··· Available records

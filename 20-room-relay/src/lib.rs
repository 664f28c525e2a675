//! Rooms shared across processes through a Redis pub/sub relay.
//!
//! Every process keeps its own room membership and relays broadcasts to the
//! others over `PUBLISH prefix#uid` / `PSUBSCRIBE prefix#*`. Each module
//! focuses on one responsibility:
//!
//! - [`connection`] defines what a room member must be able to do.
//! - [`registry`] tracks which local connections are in which room.
//! - [`codec`] is the JSON envelope sent between processes.
//! - [`transport`] abstracts the pub/sub server (Redis or an in-process bus).
//! - [`relay`] owns the publish channel and the pattern subscription.
//! - [`adaptor`] ties them together: join, leave, send, and the listener that
//!   delivers other processes' broadcasts locally.
//! - [`host`] exposes the adaptor in the shape a socket server expects.
//! - [`node`], [`message`], [`cli`] and [`client`] make up the runnable
//!   TCP node and its terminal client.

pub mod adaptor;
pub mod cli;
pub mod client;
pub mod codec;
pub mod config;
pub mod connection;
pub mod host;
pub mod message;
pub mod node;
pub mod registry;
pub mod relay;
pub mod transport;

pub use adaptor::Adaptor;
pub use config::RelayOptions;
pub use connection::{ChannelConnection, Connection};
pub use host::BroadcastAdaptor;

······

* _About this exercise_
Nothing but a number should be given: how many lines in the records hold the word "transport".

* _Answer to this exercise_
2